We obtain a morphism $({\rm id}_A,s)\colon A\to W$, which splits the extension $W\to A$.
Thus $W\simeq A\oplus Y$.
Similarly $W\simeq B\oplus X$, hence $B\oplus X \simeq A\oplus Y$, as required.

**Proposition (Roiter).**
Assume that $\Lambda=\mathbb{Z}[\Gamma]$, where $\Gamma$ is a finite group of order $n$.
Let $A$ be a finitely generated free abelian group on which $\Gamma$ acts.
Let $B$ be a finitely generated $\Lambda$-module.
Then for any $\Lambda$-morphism $\varphi\colon A\to B$, the morphism $n\varphi$ is a projective arrow.
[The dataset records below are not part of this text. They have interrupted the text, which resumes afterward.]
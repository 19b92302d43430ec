//! CLI - Command Line Interface for MovieHub
//!
//! Every lookup the TUI performs is also scriptable. Output is
//! JSON-parseable when `--json` is given or stdout is not a terminal.
//!
//! # Examples
//!
//! ```bash
//! # Browse
//! moviehub trending --limit 5
//! moviehub search "the matrix" --json
//!
//! # Watch
//! moviehub info 603
//! moviehub similar 603
//! moviehub watch 603
//!
//! # Start the TUI on a watch screen
//! moviehub --route /watch/603
//! ```

use clap::{Args, Parser, Subcommand};
use serde::{Deserialize, Serialize};
use std::io::IsTerminal;
use std::path::PathBuf;

use crate::route::Route;

// =============================================================================
// Exit Codes
// =============================================================================

/// Exit codes for CLI operations (semantic for scripting)
#[derive(Debug, Clone, Copy, PartialEq, Eq)]
#[repr(i32)]
pub enum ExitCode {
    /// Success
    Success = 0,
    /// General error
    Error = 1,
    /// Invalid arguments
    InvalidArgs = 2,
    /// Network error
    NetworkError = 3,
    /// Movie not found
    NotFound = 4,
    /// Search or list came back empty
    NoResults = 5,
    /// Browser could not be opened
    LaunchFailed = 6,
}

impl From<ExitCode> for i32 {
    fn from(code: ExitCode) -> i32 {
        code as i32
    }
}

impl From<ExitCode> for std::process::ExitCode {
    fn from(code: ExitCode) -> std::process::ExitCode {
        std::process::ExitCode::from(code as u8)
    }
}

// =============================================================================
// Main CLI Structure
// =============================================================================

/// MovieHub - browse movies and open them in an embed player
///
/// Run without arguments to launch interactive TUI.
/// Use subcommands for scriptable automation.
#[derive(Parser, Debug)]
#[command(
    name = "moviehub",
    version,
    about = "Terminal movie catalog with an embed player",
    long_about = "Search TMDB, browse this week's trending movies, and open \
                  any of them in a web embed player.\n\n\
                  Run without arguments to launch the interactive TUI.\n\
                  Use subcommands for automation and scripting.",
    after_help = "EXAMPLES:\n\
                  moviehub                            Launch interactive TUI\n\
                  moviehub --route /watch/603         Start on a watch screen\n\
                  moviehub search \"blade runner\"      Search for movies\n\
                  moviehub watch 603                  Open the player"
)]
pub struct Cli {
    /// Output format as JSON (default for non-TTY)
    #[arg(long, short = 'j', global = true)]
    pub json: bool,

    /// Suppress non-essential output
    #[arg(long, short = 'q', global = true)]
    pub quiet: bool,

    /// Path to config file
    #[arg(long, short = 'c', global = true)]
    pub config: Option<PathBuf>,

    /// Initial TUI route (`/` or `/watch/<id>`)
    #[arg(long, short = 'r', default_value = "/", value_parser = parse_route)]
    pub route: Route,

    /// Subcommand to run (omit for TUI mode)
    #[command(subcommand)]
    pub command: Option<Command>,
}

fn parse_route(s: &str) -> Result<Route, String> {
    s.parse::<Route>().map_err(|e| e.to_string())
}

impl Cli {
    /// Check if running in CLI mode (has subcommand)
    pub fn is_cli_mode(&self) -> bool {
        self.command.is_some()
    }

    /// Check if JSON output should be used
    pub fn should_json(&self) -> bool {
        self.json || !std::io::stdout().is_terminal()
    }
}

// =============================================================================
// Subcommands
// =============================================================================

#[derive(Subcommand, Debug)]
pub enum Command {
    /// This week's trending movies
    #[command(visible_alias = "tr")]
    Trending(TrendingCmd),

    /// Search movies by title
    #[command(visible_alias = "s")]
    Search(SearchCmd),

    /// Title of a movie by TMDB id
    #[command(visible_alias = "i")]
    Info(IdCmd),

    /// Movies similar to a TMDB id
    #[command(visible_alias = "sim")]
    Similar(SimilarCmd),

    /// Print the embed player URL for a TMDB id
    #[command(visible_alias = "e")]
    Embed(IdCmd),

    /// Open the embed player in the system browser
    #[command(visible_alias = "w")]
    Watch(IdCmd),
}

/// Get this week's trending movies
#[derive(Args, Debug)]
pub struct TrendingCmd {
    /// Maximum number of results
    #[arg(long, short = 'l', default_value = "10")]
    pub limit: usize,
}

/// Search movies by query (first page only)
#[derive(Args, Debug)]
pub struct SearchCmd {
    /// Search query (title, keywords)
    #[arg(required = true)]
    pub query: String,

    /// Maximum number of results
    #[arg(long, short = 'l', default_value = "20")]
    pub limit: usize,
}

/// Commands that take a single movie id
#[derive(Args, Debug)]
pub struct IdCmd {
    /// TMDB movie id (digits)
    #[arg(required = true)]
    pub id: String,
}

/// Get movies similar to one movie
#[derive(Args, Debug)]
pub struct SimilarCmd {
    /// TMDB movie id (digits)
    #[arg(required = true)]
    pub id: String,

    /// Maximum number of results
    #[arg(long, short = 'l', default_value = "10")]
    pub limit: usize,
}

// =============================================================================
// JSON Output Types
// =============================================================================

/// Generic JSON output wrapper with status
#[derive(Debug, Serialize, Deserialize)]
pub struct JsonOutput<T: Serialize> {
    #[serde(skip_serializing_if = "Option::is_none")]
    pub data: Option<T>,
    #[serde(skip_serializing_if = "Option::is_none")]
    pub error: Option<String>,
    #[serde(skip_serializing_if = "is_zero")]
    pub exit_code: i32,
}

fn is_zero(n: &i32) -> bool {
    *n == 0
}

impl<T: Serialize> JsonOutput<T> {
    /// Create success output with data
    pub fn success(data: T) -> Self {
        Self {
            data: Some(data),
            error: None,
            exit_code: 0,
        }
    }

    /// Create error output (no data)
    pub fn error_msg(msg: impl Into<String>, code: ExitCode) -> JsonOutput<()> {
        JsonOutput::<()> {
            data: None,
            error: Some(msg.into()),
            exit_code: code.into(),
        }
    }
}

/// `info` response
#[derive(Debug, Serialize, Deserialize, PartialEq)]
pub struct InfoResponse {
    pub id: u64,
    /// Title as shown on the watch screen (default when missing)
    pub title: String,
    pub embed_url: String,
}

/// `embed` and `watch` response
#[derive(Debug, Serialize, Deserialize, PartialEq)]
pub struct EmbedResponse {
    pub id: String,
    pub embed_url: String,
    #[serde(skip_serializing_if = "Option::is_none")]
    pub opened: Option<bool>,
}

// =============================================================================
// Output Helpers
// =============================================================================

/// Output handler for consistent formatting
pub struct Output {
    pub json: bool,
    pub quiet: bool,
}

impl Output {
    pub fn new(cli: &Cli) -> Self {
        Self {
            json: cli.should_json(),
            quiet: cli.quiet,
        }
    }

    /// Print success data as JSON
    pub fn print<T: Serialize>(&self, data: T) -> anyhow::Result<()> {
        if self.json {
            let output = JsonOutput::success(data);
            println!("{}", serde_json::to_string_pretty(&output)?);
        } else {
            println!("{}", serde_json::to_string_pretty(&data)?);
        }
        Ok(())
    }

    /// Print one human-readable line per item
    pub fn print_lines<T: std::fmt::Display>(&self, items: &[T]) {
        for item in items {
            println!("{}", item);
        }
    }

    /// Print error and return exit code
    pub fn error(&self, msg: impl Into<String>, code: ExitCode) -> ExitCode {
        let msg = msg.into();
        if self.json {
            let output = JsonOutput::<()>::error_msg(&msg, code);
            if let Ok(json) = serde_json::to_string_pretty(&output) {
                eprintln!("{}", json);
            }
        } else if !self.quiet {
            eprintln!("Error: {}", msg);
        }
        code
    }

    /// Print info message (suppressed in quiet mode)
    pub fn info(&self, msg: impl std::fmt::Display) {
        if !self.quiet && !self.json {
            eprintln!("{}", msg);
        }
    }
}

// =============================================================================
// Movie ID Validation
// =============================================================================

/// Validate a TMDB movie id (non-empty, digits only)
pub fn validate_movie_id(id: &str) -> Result<&str, &'static str> {
    if !id.is_empty() && id.chars().all(|c| c.is_ascii_digit()) {
        Ok(id)
    } else {
        Err("Invalid movie id (expected a numeric TMDB id)")
    }
}

// =============================================================================
// Tests
// =============================================================================

#[cfg(test)]
mod tests {
    use super::*;
    use clap::CommandFactory;

    #[test]
    fn verify_cli() {
        Cli::command().debug_assert();
    }

    #[test]
    fn test_no_args_is_tui_mode() {
        let cli = Cli::parse_from(["moviehub"]);
        assert!(!cli.is_cli_mode());
        assert_eq!(cli.route, Route::Catalog);
    }

    #[test]
    fn test_route_flag() {
        let cli = Cli::parse_from(["moviehub", "--route", "/watch/603"]);
        assert_eq!(cli.route, Route::watch(603_u64));

        let cli = Cli::parse_from(["moviehub", "-r", "/watch"]);
        assert_eq!(cli.route, Route::Watch(None));

        assert!(Cli::try_parse_from(["moviehub", "--route", "/nope"]).is_err());
    }

    #[test]
    fn test_search_command() {
        let cli = Cli::parse_from(["moviehub", "search", "matrix", "-l", "3"]);
        assert!(cli.is_cli_mode());
        if let Some(Command::Search(cmd)) = cli.command {
            assert_eq!(cmd.query, "matrix");
            assert_eq!(cmd.limit, 3);
        } else {
            panic!("Expected Search command");
        }
    }

    #[test]
    fn test_global_flags() {
        let cli = Cli::parse_from(["moviehub", "trending", "--json", "--quiet", "-c", "/tmp/c.toml"]);
        assert!(cli.json);
        assert!(cli.quiet);
        assert_eq!(cli.config, Some(PathBuf::from("/tmp/c.toml")));
    }

    #[test]
    fn test_aliases() {
        assert!(matches!(
            Cli::parse_from(["moviehub", "w", "550"]).command,
            Some(Command::Watch(_))
        ));
        assert!(matches!(
            Cli::parse_from(["moviehub", "sim", "550"]).command,
            Some(Command::Similar(_))
        ));
    }

    #[test]
    fn test_validate_movie_id() {
        assert!(validate_movie_id("550").is_ok());
        assert!(validate_movie_id("").is_err());
        assert!(validate_movie_id("tt0137523").is_err());
        assert!(validate_movie_id("-1").is_err());
    }

    #[test]
    fn test_exit_codes() {
        assert_eq!(i32::from(ExitCode::Success), 0);
        assert_eq!(i32::from(ExitCode::NotFound), 4);
        assert_eq!(i32::from(ExitCode::NoResults), 5);
        assert_eq!(i32::from(ExitCode::LaunchFailed), 6);
    }

    #[test]
    fn test_json_output_skips_empty_fields() {
        let ok = serde_json::to_value(JsonOutput::success(1)).unwrap();
        assert_eq!(ok, serde_json::json!({ "data": 1 }));

        let err = serde_json::to_value(JsonOutput::<()>::error_msg("nope", ExitCode::NotFound)).unwrap();
        assert_eq!(err, serde_json::json!({ "error": "nope", "exit_code": 4 }));
    }
}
*Proof:* Choose an epimorphism $\psi\colon S\twoheadrightarrow B$, where $S$ is a finitely generated free $\Lambda$-module,
then we have an exact sequence
$$ 0\to C\to S\to B\to 0, $$
where $C={\rm ker\,} \psi$, and we obtain the induced exact sequence
$$ 0\to {\rm Hom}(A,C)\to {\rm Hom}(A,S)\to {\rm Hom}(A,B)\overset{\delta}{\longrightarrow}{\rm Ext}_\Lambda^1(A,C).$$
Since $A$ is $\mathbb{Z}$-free,
we have ${\rm Ext}_\Lambda^1(A,C)=H^1(\Gamma, {\rm Hom}_{\mathbb{Z}}(A,C))$.
Since $\#\Gamma=n$, we have $n{\rm Ext}_\Lambda^1(A,C)=nH^1(\Gamma, {\rm Hom}_{\mathbb{Z}}(A,C))=0$, hence $n\delta=0$,
hence $\delta\circ(n\varphi)=(n\delta)\circ\varphi=0$,
and therefore, $n\varphi\in{\rm ker\,}\delta$.
From the exact sequence we see that $n\varphi=\psi\circ x$ for some $x\in {\rm Hom}(A,S)$.
Since $S$ is $\Lambda$-free, the morphism $\psi$ is a projective arrow, hence $n\varphi=\psi\circ x$ is a projective arrow, as required.

**Corollary.**
If $\Lambda$, $\Gamma$, $n$ and $A$ are as above and $U$ is a finite $\Lambda$-module such that $nU=U$,
then *any* $\Lambda$-morphism $A\to U$ is a projective arrow.